Formerly, when a Loochooan died, he was provisionally buried for three years, until his corpse decomposed so far as to leave only the bones. These were taken out of the coffin, washed clean in a kind of saké called awamori, and being placed in a small vase, were deposited in the tomb. The tombs are small holes excavated in hill sides, just large enough to admit the vase, and the entrances are closed with wooden doors or slabs of stone. It seems, however, that at the present time the ordinary Japanese method of burying the corpse at once is followed, the ceremony being conducted by Buddhist priests.

A man’s tomb is decorated with a piece of white cloth and a hat, and a pole is stuck in the ground close by on which are hung his straw sandals and wooden clogs. On a woman’s grave they place a palm leaf fan, fresh leaves of the same and a piece of white cloth.

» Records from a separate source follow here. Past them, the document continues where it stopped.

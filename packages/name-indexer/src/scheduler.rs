//! Service scheduler.
//!
//! Runs a [`Cycle`] once immediately and then once per interval until
//! shutdown. At most one cycle runs at a time: the running flag is a
//! single-permit semaphore acquired without waiting, so a tick that lands
//! while a cycle is still running is skipped and counted.
//!
//! ```text
//!   tick ──► try_acquire ──► Ok  ──► spawn cycle (holds permit) ──► Idle
//!                       └──► Err ──► skipped_ticks += 1
//! ```

use std::sync::atomic::{AtomicU64, Ordering};
use std::sync::Arc;
use std::time::Duration;

use tokio::sync::Semaphore;
use tokio::task::JoinHandle;
use tokio::time::MissedTickBehavior;
use tokio_util::sync::CancellationToken;
use tracing::{error, info, warn};

use crate::error::Result;
use crate::pipeline::cycle::{Cycle, CycleSummary};

/// Shortest accepted interval between ticks.
const MIN_INTERVAL: Duration = Duration::from_secs(1);

/// Whether a cycle is currently running.
#[derive(Debug, Clone, Copy, PartialEq, Eq)]
pub enum SchedulerState {
    Idle,
    Running,
}

/// What a tick did.
#[derive(Debug)]
pub enum TickOutcome {
    /// A cycle was spawned; the handle resolves when it finishes
    Started(JoinHandle<()>),
    /// A cycle was already running
    Skipped,
}

/// Repeats a cycle on a fixed interval.
pub struct Scheduler {
    cycle: Arc<dyn Cycle>,
    interval: Duration,
    running: Arc<Semaphore>,
    skipped_ticks: AtomicU64,
}

impl Scheduler {
    /// Create a scheduler. Intervals below one second are raised to one
    /// second.
    pub fn new(cycle: Arc<dyn Cycle>, interval: Duration) -> Self {
        Self {
            cycle,
            interval: interval.max(MIN_INTERVAL),
            running: Arc::new(Semaphore::new(1)),
            skipped_ticks: AtomicU64::new(0),
        }
    }

    pub fn interval(&self) -> Duration {
        self.interval
    }

    pub fn state(&self) -> SchedulerState {
        if self.running.available_permits() == 0 {
            SchedulerState::Running
        } else {
            SchedulerState::Idle
        }
    }

    /// Ticks skipped because a cycle was still running.
    pub fn skipped_ticks(&self) -> u64 {
        self.skipped_ticks.load(Ordering::Relaxed)
    }

    /// Start a cycle in the background unless one is already running.
    pub fn try_start(&self) -> TickOutcome {
        let permit = match Arc::clone(&self.running).try_acquire_owned() {
            Ok(permit) => permit,
            Err(_) => {
                let skipped = self.skipped_ticks.fetch_add(1, Ordering::Relaxed) + 1;
                warn!(
                    cycle = self.cycle.name(),
                    skipped_ticks = skipped,
                    "Previous cycle still running, skipping tick"
                );
                return TickOutcome::Skipped;
            }
        };

        let cycle = Arc::clone(&self.cycle);
        TickOutcome::Started(tokio::spawn(async move {
            let _permit = permit;
            // failures are logged inside; the scheduler only returns to idle
            let _ = run_logged(cycle.as_ref()).await;
        }))
    }

    /// Tick until `shutdown` is cancelled, then wait for a running cycle to
    /// finish.
    pub async fn run(&self, shutdown: CancellationToken) {
        info!(
            cycle = self.cycle.name(),
            interval_secs = self.interval.as_secs(),
            "scheduler starting"
        );

        let mut ticker = tokio::time::interval(self.interval);
        ticker.set_missed_tick_behavior(MissedTickBehavior::Skip);

        loop {
            tokio::select! {
                _ = shutdown.cancelled() => break,
                _ = ticker.tick() => {
                    self.try_start();
                }
            }
        }

        if self.state() == SchedulerState::Running {
            info!(cycle = self.cycle.name(), "waiting for running cycle to complete");
        }
        let _ = self.running.acquire().await;

        info!(
            cycle = self.cycle.name(),
            skipped_ticks = self.skipped_ticks(),
            "scheduler stopped"
        );
    }

    /// Run a single cycle in the foreground and return its result.
    pub async fn run_once(&self) -> Result<CycleSummary> {
        let _permit = self.running.acquire().await;
        run_logged(self.cycle.as_ref()).await
    }
}

async fn run_logged(cycle: &dyn Cycle) -> Result<CycleSummary> {
    info!(cycle = cycle.name(), "cycle starting");

    match cycle.run().await {
        Ok(summary) => {
            let elapsed = summary.finished_at - summary.started_at;
            info!(
                cycle = summary.cycle,
                names = summary.names,
                entries = summary.entries,
                resolution_errors = summary.resolution_errors,
                profiles = summary.index.as_ref().map(|r| r.profiles_written),
                elapsed_secs = elapsed.num_seconds(),
                "cycle finished"
            );
            Ok(summary)
        }
        Err(e) => {
            error!(
                cycle = cycle.name(),
                error = %e,
                threatens_current = e.threatens_current(),
                "cycle failed"
            );
            Err(e)
        }
    }
}
//! Paginated listing walk.

use tracing::{debug, info};

use crate::error::ListingResult;
use crate::traits::directory::Directory;
use crate::types::profile::ListingKind;

/// Log progress every this many pages.
const PROGRESS_EVERY_PAGES: u64 = 20;

/// Walk a listing from page 0 until an empty page or `page_limit`.
///
/// With `page_limit = Some(k)` no page at index `>= k` is requested.
/// Any transport error aborts the walk.
pub async fn fetch_all<D>(
    directory: &D,
    kind: ListingKind,
    page_limit: Option<u64>,
) -> ListingResult<Vec<String>>
where
    D: Directory + ?Sized,
{
    let mut names = Vec::new();
    let mut page = 0u64;

    loop {
        if page_limit.is_some_and(|limit| page >= limit) {
            debug!(kind = kind.label(), page, "page limit reached");
            break;
        }

        if page % PROGRESS_EVERY_PAGES == 0 {
            info!("Fetched {} {} pages...", page, kind.label());
        }

        let batch = directory.fetch_page(kind, page).await?;
        debug!(kind = kind.label(), page, count = batch.len(), "fetched listing page");
        if batch.is_empty() {
            break;
        }

        names.extend(batch);
        page += 1;
    }

    Ok(names)
}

There were formerly three classes of persons who shaved their heads and wore the skull cap called hempô, namely, the physicians, the king’s servants and his gardeners, but at the present time the Buddhist priests alone practise this custom. There are only two sects of Buddhists, the Shingon shiu and Rinzai shiu, both of which also exist in Japan. The Chinese Government does not allow Loochoöans to study theology within its dominions, and they are therefore compelled to go through the usual course at Kagoshima. Up to the beginning of the 18th century they were in the habit of making pilgrimages through Japan, but by a subsequent law they are prohibited from extending their peregrinations beyond the boundaries of the province of Satsuma.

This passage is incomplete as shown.